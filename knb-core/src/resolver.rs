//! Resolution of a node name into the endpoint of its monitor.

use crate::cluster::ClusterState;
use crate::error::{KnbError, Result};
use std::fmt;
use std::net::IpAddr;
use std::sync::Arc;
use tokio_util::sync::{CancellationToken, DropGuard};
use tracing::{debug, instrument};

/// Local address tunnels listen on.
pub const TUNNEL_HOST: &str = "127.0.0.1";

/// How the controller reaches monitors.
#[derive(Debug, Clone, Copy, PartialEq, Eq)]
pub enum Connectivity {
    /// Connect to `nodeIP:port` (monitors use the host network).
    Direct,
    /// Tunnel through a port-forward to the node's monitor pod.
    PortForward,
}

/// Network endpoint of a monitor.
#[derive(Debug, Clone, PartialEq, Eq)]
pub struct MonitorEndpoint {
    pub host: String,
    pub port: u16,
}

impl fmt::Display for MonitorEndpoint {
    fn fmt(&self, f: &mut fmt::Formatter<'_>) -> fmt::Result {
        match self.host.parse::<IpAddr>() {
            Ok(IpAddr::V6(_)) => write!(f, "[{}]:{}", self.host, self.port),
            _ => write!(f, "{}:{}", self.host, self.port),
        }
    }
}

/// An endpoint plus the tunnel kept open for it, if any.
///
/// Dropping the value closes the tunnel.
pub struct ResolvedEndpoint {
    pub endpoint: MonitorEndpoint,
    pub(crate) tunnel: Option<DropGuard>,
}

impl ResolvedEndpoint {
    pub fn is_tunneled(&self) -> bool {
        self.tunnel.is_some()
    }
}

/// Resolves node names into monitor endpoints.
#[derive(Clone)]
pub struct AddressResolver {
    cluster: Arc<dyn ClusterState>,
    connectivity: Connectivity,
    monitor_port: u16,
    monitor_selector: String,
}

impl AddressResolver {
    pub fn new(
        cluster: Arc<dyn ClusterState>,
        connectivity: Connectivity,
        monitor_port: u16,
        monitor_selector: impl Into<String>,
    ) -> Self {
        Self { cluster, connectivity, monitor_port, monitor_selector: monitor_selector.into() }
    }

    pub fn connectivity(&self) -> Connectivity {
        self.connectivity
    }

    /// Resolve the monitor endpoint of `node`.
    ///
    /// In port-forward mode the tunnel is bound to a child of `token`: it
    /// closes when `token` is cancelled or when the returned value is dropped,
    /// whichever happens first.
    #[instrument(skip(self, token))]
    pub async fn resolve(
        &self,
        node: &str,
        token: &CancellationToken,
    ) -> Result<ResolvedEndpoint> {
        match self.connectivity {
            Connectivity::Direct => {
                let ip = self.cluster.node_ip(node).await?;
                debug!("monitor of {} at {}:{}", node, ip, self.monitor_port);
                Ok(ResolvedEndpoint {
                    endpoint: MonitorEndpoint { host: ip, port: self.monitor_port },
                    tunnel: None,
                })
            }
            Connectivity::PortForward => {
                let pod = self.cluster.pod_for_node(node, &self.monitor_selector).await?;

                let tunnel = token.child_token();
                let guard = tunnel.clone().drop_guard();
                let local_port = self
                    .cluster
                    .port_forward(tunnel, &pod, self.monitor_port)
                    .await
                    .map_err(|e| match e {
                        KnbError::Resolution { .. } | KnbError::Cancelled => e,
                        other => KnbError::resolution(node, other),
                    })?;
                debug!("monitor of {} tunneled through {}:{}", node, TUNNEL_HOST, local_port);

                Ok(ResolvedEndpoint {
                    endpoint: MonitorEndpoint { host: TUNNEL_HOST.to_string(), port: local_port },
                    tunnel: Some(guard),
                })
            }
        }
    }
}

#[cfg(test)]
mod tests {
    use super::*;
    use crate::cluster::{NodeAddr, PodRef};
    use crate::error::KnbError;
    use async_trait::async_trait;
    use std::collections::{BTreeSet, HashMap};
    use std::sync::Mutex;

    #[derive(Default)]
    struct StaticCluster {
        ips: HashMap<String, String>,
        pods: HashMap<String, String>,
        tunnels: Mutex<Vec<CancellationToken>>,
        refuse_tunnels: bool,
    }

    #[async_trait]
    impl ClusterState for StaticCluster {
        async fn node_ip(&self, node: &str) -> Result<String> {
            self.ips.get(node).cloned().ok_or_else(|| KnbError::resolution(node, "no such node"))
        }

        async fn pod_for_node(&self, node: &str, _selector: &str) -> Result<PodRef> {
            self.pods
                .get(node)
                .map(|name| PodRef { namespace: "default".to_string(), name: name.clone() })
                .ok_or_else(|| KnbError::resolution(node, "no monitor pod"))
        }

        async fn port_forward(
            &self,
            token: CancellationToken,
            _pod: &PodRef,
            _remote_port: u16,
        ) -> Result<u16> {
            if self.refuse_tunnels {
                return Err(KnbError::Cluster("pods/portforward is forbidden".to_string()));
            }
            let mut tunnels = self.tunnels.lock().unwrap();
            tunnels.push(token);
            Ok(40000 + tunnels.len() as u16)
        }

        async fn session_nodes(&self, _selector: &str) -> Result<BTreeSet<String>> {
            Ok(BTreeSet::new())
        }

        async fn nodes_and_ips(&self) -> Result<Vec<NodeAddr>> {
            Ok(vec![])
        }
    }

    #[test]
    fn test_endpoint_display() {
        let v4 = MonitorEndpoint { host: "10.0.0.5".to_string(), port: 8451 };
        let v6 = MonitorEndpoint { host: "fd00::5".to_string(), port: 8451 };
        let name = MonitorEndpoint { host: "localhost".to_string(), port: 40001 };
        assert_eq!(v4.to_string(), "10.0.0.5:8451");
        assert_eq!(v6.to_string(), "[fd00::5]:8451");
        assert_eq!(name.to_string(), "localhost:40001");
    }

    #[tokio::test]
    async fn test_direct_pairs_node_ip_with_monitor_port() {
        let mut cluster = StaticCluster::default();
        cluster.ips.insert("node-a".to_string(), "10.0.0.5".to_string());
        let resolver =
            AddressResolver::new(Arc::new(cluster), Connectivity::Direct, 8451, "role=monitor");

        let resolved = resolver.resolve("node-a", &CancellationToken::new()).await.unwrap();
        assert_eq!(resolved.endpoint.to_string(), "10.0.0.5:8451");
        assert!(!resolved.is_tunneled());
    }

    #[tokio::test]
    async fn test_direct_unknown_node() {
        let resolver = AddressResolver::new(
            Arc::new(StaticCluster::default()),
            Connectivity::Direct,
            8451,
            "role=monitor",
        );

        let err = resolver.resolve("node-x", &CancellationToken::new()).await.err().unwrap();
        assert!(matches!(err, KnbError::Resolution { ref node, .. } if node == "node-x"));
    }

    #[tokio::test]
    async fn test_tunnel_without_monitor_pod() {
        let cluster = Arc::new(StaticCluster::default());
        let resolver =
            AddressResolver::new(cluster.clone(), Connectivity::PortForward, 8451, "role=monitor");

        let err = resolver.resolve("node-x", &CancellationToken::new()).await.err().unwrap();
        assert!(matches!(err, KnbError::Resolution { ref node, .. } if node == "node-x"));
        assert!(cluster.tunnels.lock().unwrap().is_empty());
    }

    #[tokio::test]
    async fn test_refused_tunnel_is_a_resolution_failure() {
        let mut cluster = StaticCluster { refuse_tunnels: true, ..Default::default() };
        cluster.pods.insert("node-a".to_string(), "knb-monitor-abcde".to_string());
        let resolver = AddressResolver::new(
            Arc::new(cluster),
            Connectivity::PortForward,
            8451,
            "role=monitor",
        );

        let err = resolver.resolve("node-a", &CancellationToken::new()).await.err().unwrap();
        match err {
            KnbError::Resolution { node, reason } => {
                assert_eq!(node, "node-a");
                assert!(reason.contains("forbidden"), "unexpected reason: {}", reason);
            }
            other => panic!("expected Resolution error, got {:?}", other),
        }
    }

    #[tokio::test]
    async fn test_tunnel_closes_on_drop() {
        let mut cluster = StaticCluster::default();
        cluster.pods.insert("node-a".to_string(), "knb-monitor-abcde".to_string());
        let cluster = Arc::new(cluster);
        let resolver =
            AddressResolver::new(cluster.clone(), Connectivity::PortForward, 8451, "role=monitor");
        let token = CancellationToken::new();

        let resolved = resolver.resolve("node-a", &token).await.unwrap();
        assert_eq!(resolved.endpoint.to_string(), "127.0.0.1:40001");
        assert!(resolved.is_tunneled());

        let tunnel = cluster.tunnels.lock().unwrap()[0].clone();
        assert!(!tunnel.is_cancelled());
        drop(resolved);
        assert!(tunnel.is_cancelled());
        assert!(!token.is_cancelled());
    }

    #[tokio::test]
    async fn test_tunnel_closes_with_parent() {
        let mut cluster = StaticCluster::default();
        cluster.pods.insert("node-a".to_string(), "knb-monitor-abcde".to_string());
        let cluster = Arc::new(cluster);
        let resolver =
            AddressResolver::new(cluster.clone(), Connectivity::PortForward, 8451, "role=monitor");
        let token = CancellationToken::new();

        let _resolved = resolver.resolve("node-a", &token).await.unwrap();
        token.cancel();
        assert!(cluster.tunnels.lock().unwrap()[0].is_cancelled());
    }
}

---

THE TASK:
Using the records above, output exactly the lines from the first through the line that contains "pub struct ResolvedEndpoint", with both of those included.

TASK RESULT:
filename knb-core/src/resolver.rs
//! Resolution of a node name into the endpoint of its monitor.

use crate::cluster::ClusterState;
use crate::error::{KnbError, Result};
use std::fmt;
use std::net::IpAddr;
use std::sync::Arc;
use tokio_util::sync::{CancellationToken, DropGuard};
use tracing::{debug, instrument};

/// Local address tunnels listen on.
pub const TUNNEL_HOST: &str = "127.0.0.1";

/// How the controller reaches monitors.
#[derive(Debug, Clone, Copy, PartialEq, Eq)]
pub enum Connectivity {
    /// Connect to `nodeIP:port` (monitors use the host network).
    Direct,
    /// Tunnel through a port-forward to the node's monitor pod.
    PortForward,
}

/// Network endpoint of a monitor.
#[derive(Debug, Clone, PartialEq, Eq)]
pub struct MonitorEndpoint {
    pub host: String,
    pub port: u16,
}

impl fmt::Display for MonitorEndpoint {
    fn fmt(&self, f: &mut fmt::Formatter<'_>) -> fmt::Result {
        match self.host.parse::<IpAddr>() {
            Ok(IpAddr::V6(_)) => write!(f, "[{}]:{}", self.host, self.port),
            _ => write!(f, "{}:{}", self.host, self.port),
        }
    }
}

/// An endpoint plus the tunnel kept open for it, if any.
///
/// Dropping the value closes the tunnel.
pub struct ResolvedEndpoint {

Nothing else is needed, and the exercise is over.